Option strategies in ETFs act as a buffer during volatile markets

Apr 20th, 2018 | By | Category: Alternatives / Multi-Asset

By Horizons ETFs US.

Volatility ETFs Horizons Covered Call

Covered call strategies may provide some downside protection in falling markets.

It is to no surprise that the market would face a slight correction in the early months of 2018. The downturns experienced in February increased investor concerns and fuelled a wide range of speculations on what’s to come for the remainder of 2018.

As we move further into the remainder of the year, investors are taking a closer look at new strategies that can be used within portfolios that may help protect against potential drawdowns and possibly increase income in volatile environments. This new focus on protection and income have many looking at options and option strategies through the use of ETFs.

Covered call ETF use in a portfolio

Advisors and investors typically use covered call ETFs to access the funds’ institutional-quality options management and monthly distributions, some or all of which have included a return of capital. Investors are using ETFs, such as the Horizons NASDAQ 100 Covered Call ETF (QYLD US) and the Horizons S&P 500 Covered Call ETF (HSPX US), in an effort to enhance the yield and risk-adjusted metrics of a portfolio. Attributed to the recent spike in market volatility and the growing need of baby boomers to generate income, investors should consider covered call ETFs.

Through the use of covered call ETFs, investors may benefit from the income that is generated without the retail expense or expertise needed to trade options on a monthly basis. The expense ratios of these covered call ETFs are far less than the annual trading costs associated with running a monthly covered call strategy.

After the heightened volatility in February’s market, the experts at Horizons ETFs US decided to take a practical examination at the potential benefits of employing a covered call ETF into one’s portfolio. Horizons’ QYLD ETF was recently put to the test and compared against the Nasdaq 100 Index throughout various dates in February and March, which is where we discovered an outperformance of QYLD against the Nasdaq 100 as the market began to sell off. Historically as volatility rises, so too does the level of premium that can be generated on call writing. This additional premium could potentially reduce the volatility of the ETF; however, covered call writing can limit the upside potential of the underlying security.

Creating a covered call position

Traditionally used by traders and institutional investors, we believe ETFs that use covered call strategies are gaining attention with retail investors and advisors who are seeking alternate ways to source income. A covered call position is created by buying, or owning, stock and selling a call option on a share-for-share basis. In return for the sale of the call option, the fund receives a premium, which can potentially provide income in sideways markets and limited protection in declining markets. However, the fund is giving up its potential profit if the stock rises above the strike price of the call. The call premium can increase income in neutral markets, but if the market goes up, the seller of the call is obligated to sell their stock at the predefined strike price on the expiration date of the call option.

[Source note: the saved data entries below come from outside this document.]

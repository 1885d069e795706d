//! Turns picked image files into `data:` URL previews.
//!
//! All files are read concurrently and the results are joined back in the
//! order they were picked. A file that cannot be read, or that is not an
//! image, is skipped: it is dropped from the batch entirely so previews and
//! files stay aligned, and reported in [`PreviewBatch::skipped`].

use std::future::Future;
use std::io;

use base64::{engine::general_purpose, Engine as _};
use futures_util::future::join_all;
use tracing::warn;

use crate::model::ImageFile;

/// Source of file bytes.
pub trait BlobReader {
    fn read(&self, file: &ImageFile) -> impl Future<Output = io::Result<Vec<u8>>> + Send;
}

#[derive(Clone, Copy, Debug, Default)]
pub struct FsReader;

impl BlobReader for FsReader {
    async fn read(&self, file: &ImageFile) -> io::Result<Vec<u8>> {
        tokio::fs::read(file.path()).await
    }
}

/// A picked file together with its rendered preview.
#[derive(Clone, Debug, PartialEq)]
pub struct PreviewImage {
    pub file: ImageFile,
    pub preview: String,
}

#[derive(Clone, Debug, PartialEq)]
pub struct SkippedImage {
    pub file: ImageFile,
    pub reason: String,
}

#[derive(Clone, Debug, Default, PartialEq)]
pub struct PreviewBatch {
    pub ready: Vec<PreviewImage>,
    pub skipped: Vec<SkippedImage>,
}

pub fn data_url(mime: &str, bytes: &[u8]) -> String {
    format!("data:{};base64,{}", mime, general_purpose::STANDARD.encode(bytes))
}

pub async fn build_previews<R>(reader: &R, files: Vec<ImageFile>) -> PreviewBatch
where
    R: BlobReader + Sync,
{
    let reads = files.iter().map(|file| async move {
        let mime = file
            .mime()
            .ok_or_else(|| "not an image file".to_string())?;
        let bytes = reader.read(file).await.map_err(|e| e.to_string())?;
        Ok::<_, String>(data_url(mime, &bytes))
    });

    // join_all yields results in input order, whatever order the reads finish in.
    let results = join_all(reads).await;

    let mut batch = PreviewBatch::default();
    for (file, result) in files.into_iter().zip(results) {
        match result {
            Ok(preview) => batch.ready.push(PreviewImage { file, preview }),
            Err(reason) => {
                warn!(path = %file.path().display(), %reason, "skipping image preview");
                batch.skipped.push(SkippedImage { file, reason });
            }
        }
    }
    batch
}
use std::future::Future;
use std::time::Duration;

use reqwest::multipart::{Form, Part};
use reqwest::{Client, RequestBuilder, Response, StatusCode, Url};
use serde::de::DeserializeOwned;
use tracing::debug;

use crate::config::Config;
use crate::error::{ApiError, ApiResult};
use crate::model::{Article, ArticleId, ArticlePatch, NewArticle};

/// The remote news API. Implemented over HTTP in production and by fakes in tests.
pub trait NewsBackend {
    fn fetch_all(&self) -> impl Future<Output = ApiResult<Vec<Article>>> + Send;

    fn create(&self, article: &NewArticle) -> impl Future<Output = ApiResult<Article>> + Send;

    fn update(
        &self,
        id: &ArticleId,
        patch: &ArticlePatch,
    ) -> impl Future<Output = ApiResult<Article>> + Send;

    fn delete(&self, id: &ArticleId) -> impl Future<Output = ApiResult<()>> + Send;
}

#[derive(Clone, Debug)]
pub struct HttpBackend {
    client: Client,
    config: Config,
}

impl HttpBackend {
    pub fn new(config: Config) -> reqwest::Result<Self> {
        let client = Client::builder()
            .user_agent("newsdesk/0.1 (Rust; TUI)")
            .build()?;
        Ok(Self { client, config })
    }

    async fn execute(&self, request: RequestBuilder, timeout: Duration) -> ApiResult<Response> {
        request
            .timeout(timeout)
            .send()
            .await
            .map_err(|e| ApiError::from_reqwest(e, timeout))?
            .error_for_status()
            .map_err(|e| ApiError::from_reqwest(e, timeout))
    }

    async fn execute_json<T: DeserializeOwned>(
        &self,
        request: RequestBuilder,
        timeout: Duration,
    ) -> ApiResult<T> {
        self.execute(request, timeout)
            .await?
            .json::<T>()
            .await
            .map_err(|e| ApiError::from_reqwest(e, timeout))
    }

    /// Whether an image reference can currently be displayed.
    pub async fn image_available(&self, reference: &str) -> bool {
        if reference.starts_with("data:") {
            return true;
        }
        let Ok(url) = Url::parse(reference) else {
            return false;
        };

        match url.scheme() {
            "file" => match url.to_file_path() {
                Ok(path) => tokio::fs::try_exists(&path).await.unwrap_or(false),
                Err(()) => false,
            },
            "http" | "https" => {
                let timeout = self.config.read_timeout;
                let head = self.client.head(url.clone()).timeout(timeout).send().await;
                match head {
                    Ok(r) if r.status() == StatusCode::METHOD_NOT_ALLOWED => self
                        .client
                        .get(url)
                        .timeout(timeout)
                        .send()
                        .await
                        .map(|r| r.status().is_success())
                        .unwrap_or(false),
                    Ok(r) => r.status().is_success(),
                    Err(_) => false,
                }
            }
            _ => false,
        }
    }
}

impl NewsBackend for HttpBackend {
    async fn fetch_all(&self) -> ApiResult<Vec<Article>> {
        let url = self.config.news_url();
        debug!(%url, "fetching articles");
        self.execute_json(self.client.get(url), self.config.read_timeout)
            .await
    }

    async fn create(&self, article: &NewArticle) -> ApiResult<Article> {
        let timeout = self.config.write_timeout;
        let mut form = Form::new()
            .text("title", article.title.clone())
            .text("description", article.description.clone());

        for file in &article.files {
            let bytes = tokio::fs::read(file.path())
                .await
                .map_err(|source| ApiError::Upload {
                    path: file.path().to_path_buf(),
                    source,
                })?;
            let mut part = Part::bytes(bytes).file_name(file.name());
            if let Some(mime) = file.mime() {
                part = part
                    .mime_str(mime)
                    .map_err(|e| ApiError::from_reqwest(e, timeout))?;
            }
            form = form.part("images", part);
        }

        let url = self.config.news_url();
        debug!(%url, files = article.files.len(), "creating article");
        self.execute_json(self.client.post(url).multipart(form), timeout)
            .await
    }

    async fn update(&self, id: &ArticleId, patch: &ArticlePatch) -> ApiResult<Article> {
        let mut form = Form::new()
            .text("title", patch.title.clone())
            .text("description", patch.description.clone());
        for image in &patch.images {
            form = form.text("images", image.clone());
        }

        let url = self.config.article_url(id.as_str());
        debug!(%url, images = patch.images.len(), "updating article");
        self.execute_json(self.client.put(url).multipart(form), self.config.write_timeout)
            .await
    }

    async fn delete(&self, id: &ArticleId) -> ApiResult<()> {
        let url = self.config.article_url(id.as_str());
        debug!(%url, "deleting article");
        self.execute(self.client.delete(url), self.config.read_timeout)
            .await
            .map(|_| ())
    }
}

#[cfg(test)]
mod tests {
    use super::*;
    use crate::model::ImageFile;
    use axum::extract::{Multipart, Path};
    use axum::routing::{get, put};
    use axum::{Json, Router};
    use serde_json::{json, Value};

    async fn serve(router: Router) -> String {
        let listener = tokio::net::TcpListener::bind("127.0.0.1:0").await.unwrap();
        let addr = listener.local_addr().unwrap();
        tokio::spawn(async move {
            axum::serve(listener, router).await.unwrap();
        });
        format!("http://{addr}")
    }

    fn backend(base: &str) -> HttpBackend {
        backend_with_timeouts(base, "2", "2")
    }

    fn backend_with_timeouts(base: &str, read: &str, write: &str) -> HttpBackend {
        let config = Config::from_lookup(|key| match key {
            "NEWSDESK_API_URL" => Some(base.to_string()),
            "NEWSDESK_READ_TIMEOUT_SECS" => Some(read.to_string()),
            "NEWSDESK_WRITE_TIMEOUT_SECS" => Some(write.to_string()),
            _ => None,
        })
        .unwrap();
        HttpBackend::new(config).unwrap()
    }

    /// Echoes the multipart body back as an article, so tests can inspect what was sent.
    async fn echo(id: &str, mut multipart: Multipart) -> Json<Value> {
        let mut title = String::new();
        let mut description = String::new();
        let mut images = Vec::new();
        while let Some(field) = multipart.next_field().await.unwrap() {
            let name = field.name().unwrap_or_default().to_string();
            let file_name = field.file_name().map(str::to_string);
            let content_type = field.content_type().map(str::to_string);
            let data = field.bytes().await.unwrap();
            let text = String::from_utf8_lossy(&data).into_owned();
            match name.as_str() {
                "title" => title = text,
                "description" => description = text,
                "images" => images.push(match file_name {
                    Some(f) => format!(
                        "https://cdn.test/{f}?type={}&bytes={}",
                        content_type.unwrap_or_default(),
                        data.len()
                    ),
                    None => text,
                }),
                _ => {}
            }
        }
        Json(json!({
            "id": id,
            "title": title,
            "description": description,
            "images": images,
            "createdAt": "2024-01-01T00:00:00Z",
        }))
    }

    fn router() -> Router {
        Router::new()
            .route(
                "/api/news",
                get(|| async {
                    Json(json!([
                        {"id": 1, "title": "One", "description": "first", "images": []},
                        {"id": 2, "title": "Two", "description": "second", "images": ["u"]}
                    ]))
                })
                .post(|mp: Multipart| echo("srv-1", mp)),
            )
            .route(
                "/api/news/:id",
                put(|Path(id): Path<String>, mp: Multipart| async move { echo(&id, mp).await })
                    .delete(|| async { axum::http::StatusCode::NO_CONTENT }),
            )
    }

    #[tokio::test]
    async fn lists_articles() {
        let base = serve(router()).await;
        let articles = backend(&base).fetch_all().await.unwrap();
        assert_eq!(articles.len(), 2);
        assert_eq!(articles[0].id, ArticleId::new("1"));
        assert_eq!(articles[1].images, vec!["u".to_string()]);
    }

    #[tokio::test]
    async fn creates_with_file_parts_in_order() {
        let dir = tempfile::tempdir().unwrap();
        let a = dir.path().join("a.png");
        let b = dir.path().join("b.jpg");
        std::fs::write(&a, b"1234").unwrap();
        std::fs::write(&b, b"12").unwrap();

        let base = serve(router()).await;
        let created = backend(&base)
            .create(&NewArticle {
                title: "T".into(),
                description: "D".into(),
                files: vec![ImageFile::new(&a), ImageFile::new(&b)],
            })
            .await
            .unwrap();

        assert_eq!(created.id, ArticleId::new("srv-1"));
        assert_eq!(created.title, "T");
        assert_eq!(
            created.images,
            vec![
                "https://cdn.test/a.png?type=image/png&bytes=4".to_string(),
                "https://cdn.test/b.jpg?type=image/jpeg&bytes=2".to_string(),
            ]
        );
    }

    #[tokio::test]
    async fn create_fails_when_file_is_missing() {
        let base = serve(router()).await;
        let err = backend(&base)
            .create(&NewArticle {
                title: "T".into(),
                description: "D".into(),
                files: vec![ImageFile::new("/definitely/not/here.png")],
            })
            .await
            .unwrap_err();
        assert!(matches!(err, ApiError::Upload { .. }));
    }

    #[tokio::test]
    async fn updates_with_image_references() {
        let base = serve(router()).await;
        let updated = backend(&base)
            .update(
                &ArticleId::new("9"),
                &ArticlePatch {
                    title: "New".into(),
                    description: "Body".into(),
                    images: vec!["https://x/1.png".into(), "https://x/2.png".into()],
                },
            )
            .await
            .unwrap();
        assert_eq!(updated.id, ArticleId::new("9"));
        assert_eq!(updated.images, vec!["https://x/1.png", "https://x/2.png"]);
    }

    #[tokio::test]
    async fn deletes() {
        let base = serve(router()).await;
        backend(&base).delete(&ArticleId::new("1")).await.unwrap();
    }

    #[tokio::test]
    async fn non_success_status_is_an_error() {
        let failing = Router::new().route(
            "/api/news",
            get(|| async { axum::http::StatusCode::INTERNAL_SERVER_ERROR }),
        );
        let base = serve(failing).await;
        let err = backend(&base).fetch_all().await.unwrap_err();
        assert!(matches!(err, ApiError::Status(s) if s == StatusCode::INTERNAL_SERVER_ERROR));
    }

    #[tokio::test]
    async fn unreachable_backend_is_an_error() {
        let listener = tokio::net::TcpListener::bind("127.0.0.1:0").await.unwrap();
        let addr = listener.local_addr().unwrap();
        drop(listener);

        let err = backend(&format!("http://{addr}")).fetch_all().await.unwrap_err();
        assert!(matches!(err, ApiError::Network(_) | ApiError::Timeout(_)));
    }

    fn stalled_router() -> Router {
        let stall = || async {
            tokio::time::sleep(Duration::from_secs(3)).await;
            Json(json!([]))
        };
        Router::new()
            .route("/api/news", get(stall).post(stall))
            .route("/api/news/:id", put(stall).delete(stall))
    }

    #[tokio::test]
    async fn stalled_reads_time_out() {
        let base = serve(stalled_router()).await;
        let backend = backend_with_timeouts(&base, "1", "5");

        let started = std::time::Instant::now();
        let err = backend.fetch_all().await.unwrap_err();
        assert!(matches!(err, ApiError::Timeout(t) if t == Duration::from_secs(1)));
        assert!(started.elapsed() < Duration::from_millis(2500));

        let err = backend.delete(&ArticleId::new("1")).await.unwrap_err();
        assert!(matches!(err, ApiError::Timeout(t) if t == Duration::from_secs(1)));

        let completion = crate::page::fetch_articles(&backend).await;
        assert!(matches!(&completion, crate::page::Completion::Loaded(s) if !s.is_remote()));
    }

    #[tokio::test]
    async fn stalled_writes_use_the_write_timeout() {
        let base = serve(stalled_router()).await;
        let backend = backend_with_timeouts(&base, "5", "1");
        let err = backend
            .update(
                &ArticleId::new("1"),
                &ArticlePatch {
                    title: "T".into(),
                    description: "D".into(),
                    images: vec![],
                },
            )
            .await
            .unwrap_err();
        assert!(matches!(err, ApiError::Timeout(t) if t == Duration::from_secs(1)));
    }

    #[tokio::test]
    async fn probes_local_references() {
        let dir = tempfile::tempdir().unwrap();
        let file = dir.path().join("pic.png");
        std::fs::write(&file, b"x").unwrap();

        let backend = backend("http://127.0.0.1:9");
        assert!(backend.image_available("data:image/png;base64,AAAA").await);
        assert!(backend.image_available(&ImageFile::new(&file).local_reference()).await);
        assert!(!backend.image_available("file:///definitely/not/here.png").await);
        assert!(!backend.image_available("not a url").await);
    }
}
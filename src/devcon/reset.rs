//! Hard reset - bus-level disable/enable cycle via devcon.
//!
//! Enable is never attempted when disable fails: re-enabling a device that
//! was never actually disabled leaves it in an ambiguous state. An enable
//! failure after a successful disable can leave the device disabled; that
//! risk is logged and surfaced to the caller rather than retried here.

use async_trait::async_trait;
use log::{error, info};
use std::path::PathBuf;
use std::sync::Arc;
use std::time::Duration;

use crate::exec::CommandRunner;
use crate::recovery::traits::HardReset;

/// How long the bus gets to quiesce between disable and enable.
/// Re-enabling too soon races the disable still settling.
pub const SETTLE_DELAY: Duration = Duration::from_secs(2);

/// Configuration for a hard reset.
#[derive(Debug, Clone)]
pub struct HardResetConfig {
    /// Delay between disable and enable
    pub settle: Duration,
    /// Log intended actions without executing either bus command
    pub dry_run: bool,
    /// Per-command timeout
    pub timeout: Option<Duration>,
}

impl Default for HardResetConfig {
    fn default() -> Self {
        Self {
            settle: SETTLE_DELAY,
            dry_run: false,
            timeout: None,
        }
    }
}

impl HardResetConfig {
    /// Set the settle delay.
    pub fn settle(mut self, settle: Duration) -> Self {
        self.settle = settle;
        self
    }

    /// Set dry-run mode.
    pub fn dry_run(mut self, dry_run: bool) -> Self {
        self.dry_run = dry_run;
        self
    }

    /// Set the per-command timeout.
    pub fn timeout(mut self, timeout: Option<Duration>) -> Self {
        self.timeout = timeout;
        self
    }
}

/// Disables then re-enables a device at the USB bus level.
pub struct HardResetter<R> {
    runner: Arc<R>,
    devcon: PathBuf,
    config: HardResetConfig,
}

impl<R: CommandRunner> HardResetter<R> {
    pub fn new(runner: Arc<R>, devcon: PathBuf, config: HardResetConfig) -> Self {
        Self { runner, devcon, config }
    }

    /// Run the disable/settle/enable cycle against `instance_id`.
    ///
    /// In dry-run mode neither bus command executes and the cycle reports
    /// success, so targeting logic can be validated without touching
    /// hardware state.
    pub async fn cycle(&self, instance_id: &str) -> bool {
        if self.config.dry_run {
            info!("Dry run: would disable {instance_id}");
            info!("Dry run: would enable {instance_id}");
            return true;
        }

        match self.runner.run(&self.devcon, &["disable", instance_id], self.config.timeout).await {
            Ok(output) if output.success() => {}
            Ok(output) => {
                error!("devcon disable failed: {}", output.stderr_trimmed());
                return false;
            }
            Err(err) => {
                error!("devcon disable did not complete: {err}");
                return false;
            }
        }

        tokio::time::sleep(self.config.settle).await;

        match self.runner.run(&self.devcon, &["enable", instance_id], self.config.timeout).await {
            Ok(output) if output.success() => true,
            Ok(output) => {
                error!(
                    "devcon enable failed, {instance_id} may be left disabled: {}",
                    output.stderr_trimmed()
                );
                false
            }
            Err(err) => {
                error!("devcon enable did not complete, {instance_id} may be left disabled: {err}");
                false
            }
        }
    }
}

#[async_trait]
impl<R: CommandRunner> HardReset for HardResetter<R> {
    async fn reset(&self, instance_id: &str) -> bool {
        self.cycle(instance_id).await
    }
}
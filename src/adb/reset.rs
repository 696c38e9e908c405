//! Soft reset - adb server lifecycle cycling.
//!
//! All three lifecycle commands run unconditionally: a server restart may
//! fix device state even when the reconnect that follows exits non-zero.
//! Success is judged only by the subsequent probe, never by these exit
//! codes, so this operation has no return value beyond logging.

use log::{debug, warn};
use std::path::PathBuf;
use std::sync::Arc;
use std::time::Duration;

use async_trait::async_trait;

use crate::exec::CommandRunner;
use crate::recovery::traits::SoftReset;

/// The fixed lifecycle sequence, in issue order.
pub const SOFT_RESET_SEQUENCE: [&str; 3] = ["kill-server", "start-server", "reconnect"];

/// Restarts the adb server and requests a device reconnect.
pub struct SoftResetter<R> {
    runner: Arc<R>,
    adb: PathBuf,
    timeout: Option<Duration>,
}

impl<R: CommandRunner> SoftResetter<R> {
    pub fn new(runner: Arc<R>, adb: PathBuf, timeout: Option<Duration>) -> Self {
        Self { runner, adb, timeout }
    }

    /// Issue the full lifecycle sequence, logging individual failures.
    pub async fn cycle(&self) {
        for subcommand in SOFT_RESET_SEQUENCE {
            match self.runner.run(&self.adb, &[subcommand], self.timeout).await {
                Ok(output) if output.success() => debug!("adb {subcommand} succeeded"),
                Ok(output) => warn!("adb {} failed: {}", subcommand, output.stderr_trimmed()),
                Err(err) => warn!("adb {subcommand} did not complete: {err}"),
            }
        }
    }
}

#[async_trait]
impl<R: CommandRunner> SoftReset for SoftResetter<R> {
    async fn reset(&self) {
        self.cycle().await;
    }
}
use clap::Parser;
use colored::*;
use eyre::{Context, Result};
use log::error;
use std::io::Write;
use std::process::ExitCode;
use std::sync::Arc;

use refreshr::adb::{HealthProber, SoftResetter};
use refreshr::cli::Cli;
use refreshr::config::{FileConfig, Settings};
use refreshr::devcon::{DeviceLocator, HardResetConfig, HardResetter, MatchRules};
use refreshr::exec::ProcessRunner;
use refreshr::host;
use refreshr::recovery::{Recovery, RecoveryConfig, RecoveryOutcome};

/// A required external tool could not be located/resolved.
const EXIT_TOOL_MISSING: u8 = 2;

/// The elevated-privilege precondition is not satisfied.
const EXIT_NOT_ELEVATED: u8 = 3;

fn setup_logging(verbose: bool) {
    let default_level = if verbose { "debug" } else { "info" };
    env_logger::Builder::from_env(env_logger::Env::default().default_filter_or(default_level))
        .format(|buf, record| writeln!(buf, "{}: {}", record.level(), record.args()))
        .init();
}

async fn run(cli: Cli) -> Result<ExitCode> {
    let file = FileConfig::load(cli.config.as_ref()).context("Failed to load configuration")?;
    let settings = Settings::resolve(&cli, &file);

    if !host::is_elevated() {
        error!("Administrator privileges are required to disable/enable devices.");
        return Ok(ExitCode::from(EXIT_NOT_ELEVATED));
    }

    let adb = match host::resolve_tool(&settings.adb_path) {
        Ok(path) => path,
        Err(err) => {
            error!("{err}");
            return Ok(ExitCode::from(EXIT_TOOL_MISSING));
        }
    };
    let devcon = match host::resolve_tool(&settings.devcon_path) {
        Ok(path) => path,
        Err(err) => {
            error!("{err}");
            return Ok(ExitCode::from(EXIT_TOOL_MISSING));
        }
    };

    let runner = Arc::new(ProcessRunner::new());
    let command_timeout = Some(settings.command_timeout);

    let prober = HealthProber::new(
        Arc::clone(&runner),
        adb.clone(),
        settings.serial.clone(),
        command_timeout,
    );
    let soft = SoftResetter::new(Arc::clone(&runner), adb, command_timeout);
    let locator = DeviceLocator::new(Arc::clone(&runner), devcon.clone(), MatchRules::ANDROID, command_timeout);
    let hard = HardResetter::new(
        runner,
        devcon,
        HardResetConfig::default()
            .settle(settings.settle_delay)
            .dry_run(settings.dry_run)
            .timeout(command_timeout),
    );

    let recovery = Recovery::new(
        prober,
        soft,
        locator,
        hard,
        RecoveryConfig::new(settings.phase_timeout, settings.poll_interval),
    );
    let outcome: RecoveryOutcome = recovery.run().await;

    if outcome.is_healthy() {
        println!("{}", outcome.to_string().green());
    } else {
        println!("{}", outcome.to_string().red());
    }
    Ok(ExitCode::from(outcome.exit_code()))
}

#[tokio::main(flavor = "current_thread")]
async fn main() -> Result<ExitCode> {
    let cli = Cli::parse();
    setup_logging(cli.is_verbose());
    run(cli).await
}
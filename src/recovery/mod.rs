//! Recovery orchestration - the escalating state machine.
//!
//! This module provides:
//! - Collaborator trait seams (probe, soft reset, locate, hard reset)
//! - The pure phase/signal transition function
//! - The Recovery driver that runs the machine exactly once per invocation

pub mod orchestrator;
pub mod state;
pub mod traits;

pub use orchestrator::{Recovery, RecoveryConfig};
pub use state::{Attempt, Flow, Phase, RecoveryOutcome, Signal, advance};
pub use traits::{HardReset, HealthProbe, LocateDevice, SoftReset};
//! devcon bus-control layer - device location and hard reset.
//!
//! This module provides:
//! - Two-stage USB device matching (display name, then vendor-ID allowlist)
//! - Parsers for `devcon findall` and `devcon hwids` output
//! - HardResetter for the disable/settle/enable cycle

pub mod locate;
pub mod reset;

pub use locate::{
    ANDROID_INTERFACE_NAME, ANDROID_VENDOR_IDS, DeviceLocator, MatchRules, UsbCandidate, parse_findall, parse_hwids,
};
pub use reset::{HardResetConfig, HardResetter, SETTLE_DELAY};
//! Child process execution - the single seam to the outside world.
//!
//! Everything refreshr does to a device happens by invoking the external
//! adb and devcon tools through the [`CommandRunner`] trait. `ProcessRunner`
//! is the real implementation; `MockRunner` is the scripted test double.

pub mod mock;
pub mod runner;

pub use mock::MockRunner;
pub use runner::{CommandOutput, CommandRunner, ProcessRunner};
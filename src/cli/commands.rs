//! CLI definition using clap.
//!
//! Single-purpose tool, so no subcommands: every flag tunes the one
//! recovery run.

use clap::Parser;
use std::path::PathBuf;

/// Refresh wedged ADB USB devices using devcon
#[derive(Parser, Debug)]
#[command(name = "refreshr")]
#[command(author, version, about, long_about = None)]
pub struct Cli {
    /// Path to adb, or a name resolved on PATH
    #[arg(long)]
    pub adb_path: Option<String>,

    /// Path to devcon, or a name resolved on PATH
    #[arg(long)]
    pub devcon_path: Option<String>,

    /// Seconds to wait for recovery per phase
    #[arg(short, long)]
    pub timeout: Option<u64>,

    /// ADB device serial to target
    #[arg(short, long)]
    pub serial: Option<String>,

    /// Log intended devcon changes without executing them
    #[arg(long)]
    pub dry_run: bool,

    /// Optional config file path
    #[arg(short, long)]
    pub config: Option<PathBuf>,

    /// Verbose output
    #[arg(short, long)]
    pub verbose: bool,
}

impl Cli {
    /// Check if verbose mode is enabled
    pub fn is_verbose(&self) -> bool {
        self.verbose
    }
}

#[cfg(test)]
mod tests {
    use super::*;
    use clap::CommandFactory;

    #[test]
    fn test_cli_parse_no_args() {
        let cli = Cli::try_parse_from(["refreshr"]).unwrap();
        assert!(cli.adb_path.is_none());
        assert!(cli.devcon_path.is_none());
        assert!(cli.timeout.is_none());
        assert!(cli.serial.is_none());
        assert!(!cli.dry_run);
        assert!(cli.config.is_none());
        assert!(!cli.verbose);
    }

    #[test]
    fn test_cli_tool_paths() {
        let cli = Cli::try_parse_from([
            "refreshr",
            "--adb-path",
            "/opt/platform-tools/adb",
            "--devcon-path",
            "C:/tools/devcon.exe",
        ])
        .unwrap();
        assert_eq!(cli.adb_path.as_deref(), Some("/opt/platform-tools/adb"));
        assert_eq!(cli.devcon_path.as_deref(), Some("C:/tools/devcon.exe"));
    }

    #[test]
    fn test_cli_timeout_short_and_long() {
        let cli = Cli::try_parse_from(["refreshr", "-t", "45"]).unwrap();
        assert_eq!(cli.timeout, Some(45));

        let cli = Cli::try_parse_from(["refreshr", "--timeout", "90"]).unwrap();
        assert_eq!(cli.timeout, Some(90));
    }

    #[test]
    fn test_cli_timeout_rejects_non_numeric() {
        assert!(Cli::try_parse_from(["refreshr", "-t", "soon"]).is_err());
    }

    #[test]
    fn test_cli_serial() {
        let cli = Cli::try_parse_from(["refreshr", "-s", "R58M123ABC"]).unwrap();
        assert_eq!(cli.serial.as_deref(), Some("R58M123ABC"));
    }

    #[test]
    fn test_cli_dry_run_flag() {
        let cli = Cli::try_parse_from(["refreshr", "--dry-run"]).unwrap();
        assert!(cli.dry_run);
    }

    #[test]
    fn test_cli_config_option() {
        let cli = Cli::try_parse_from(["refreshr", "-c", "/path/to/refreshr.yml"]).unwrap();
        assert_eq!(cli.config.as_ref(), Some(&PathBuf::from("/path/to/refreshr.yml")));
    }

    #[test]
    fn test_cli_verbose_flag() {
        let cli = Cli::try_parse_from(["refreshr", "-v"]).unwrap();
        assert!(cli.is_verbose());
    }

    #[test]
    fn test_help_works() {
        // Verify the clap definition is internally consistent.
        Cli::command().debug_assert();
    }

    #[test]
    fn test_version_flag() {
        // Version flag causes early exit with error (expected)
        assert!(Cli::try_parse_from(["refreshr", "--version"]).is_err());
    }
}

In a time of uncertainty around rising interest rates, rate sensitivity of covered call strategies may be somewhat mitigated. These strategies derive the majority of income from an options’ premium, which is directly linked to market volatility. This can potentially provide dividend income with less correlation to inflation’s impact. Covered call ETFs that use index options are specifically designed to follow strategies that offer investors a potential monthly income and a measure of downside protection, which can ultimately assist an investor’s overall portfolio construction.

Source: Horizons ETFs.

As show in the above graph, one can clearly see that historically, the options’ premium helped to serve as a partial buffer and measure of downside protection. It can also be seen on 5 February that the Nasdaq 100 was now down in excess of the premium received; however, it appears the outperformance of QYLD in this time frame was directly attributed to the buffering effect of the market premiums received by the fund.

Covered call strategies allow for equity exposure with an embedded potential measure of downside protection in the event of a market selloff. While income from premiums and downside mitigation are the core goals of a typical covered call strategy, investors need to take into account that covered call ETFs trade off the possibility of an unlimited upside for potentially higher income and less volatility.

The ETF landscape continues to grow, allowing investors and advisors to build more robust and institutional quality portfolios. We feel covered call ETFs are a prime example of how the industry is moving towards more sophisticated strategies that can be easily implemented into an investor’s portfolio. These types of innovative products and strategies may continue to grow in popularity due to increased investor demand and advancement across the ETF landscape.

(The views expressed here are those of the author and do not necessarily reflect those of ETF Strategy.)